[Records drawn from a dataset]

**********

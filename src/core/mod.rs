// src/core/mod.rs

//! The central module containing the core logic and data structures of flagcore:
//! the flag store, the stream parser, the lifecycle controller, the three
//! background workers, the transport/persistence/event-buffer contracts, and
//! the multi-environment registry.

pub mod client;
pub mod errors;
pub mod event_buffer;
pub mod flag;
pub mod lifecycle;
pub mod persistence;
pub mod registry;
pub mod store;
pub mod stream_parser;
pub mod transport;
pub mod user;
pub mod value;
pub mod workers;

pub use errors::FlagsError;
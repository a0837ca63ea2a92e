// src/core/workers/event_sender.rs

//! The Event Sender Worker (spec §4.6), grounded on `LDi_bgeventsender` in
//! `ldthreads.c`, including its exactly-one-retry-then-drop transport-error
//! handling.

use super::WorkerContext;
use crate::core::lifecycle::ClientStatus;
use crate::core::transport::{is_auth_failure, TRANSPORT_FAILURE};
use std::sync::Arc;
use std::time::Duration;
use tracing::warn;

pub async fn run(ctx: Arc<WorkerContext>) {
    let mut final_flush = false;

    loop {
        if ctx.lifecycle.status() == ClientStatus::Failed {
            ctx.lifecycle.worker_exited();
            return;
        }

        if !final_flush {
            if ctx.lifecycle.status() == ClientStatus::ShuttingDown {
                final_flush = true;
            } else {
                let notified = ctx.lifecycle.event_notify.notified();
                tokio::pin!(notified);
                let _ = tokio::time::timeout(ctx.config.events_flush_interval(), notified).await;
                if ctx.lifecycle.status() == ClientStatus::ShuttingDown {
                    final_flush = true;
                }
            }
        }

        if !ctx.lifecycle.is_offline() {
            if let Some(batch) = ctx.event_buffer.drain_batch().await {
                send_with_one_retry(&ctx, batch).await;
            }
        }

        if final_flush {
            ctx.lifecycle.worker_exited();
            return;
        }
    }
}

async fn send_with_one_retry(ctx: &Arc<WorkerContext>, batch: String) {
    let response = ctx.transport.send_events(batch.clone()).await;

    if is_auth_failure(response) {
        ctx.lifecycle.update_status(ClientStatus::Failed);
        warn!("mobile key not authorized, event sending failed");
        return;
    }

    if response != TRANSPORT_FAILURE {
        return;
    }

    tokio::time::sleep(Duration::from_secs(1)).await;
    let retry_response = ctx.transport.send_events(batch).await;

    if is_auth_failure(retry_response) {
        ctx.lifecycle.update_status(ClientStatus::Failed);
        warn!("mobile key not authorized, event sending failed");
        return;
    }

    if retry_response == TRANSPORT_FAILURE {
        warn!("sending events failed, dropping event batch");
    }
}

**********

- How to complete this task -
In the entries above, count each line with "batch"; reply with the total only.

- Solution to the problem -
6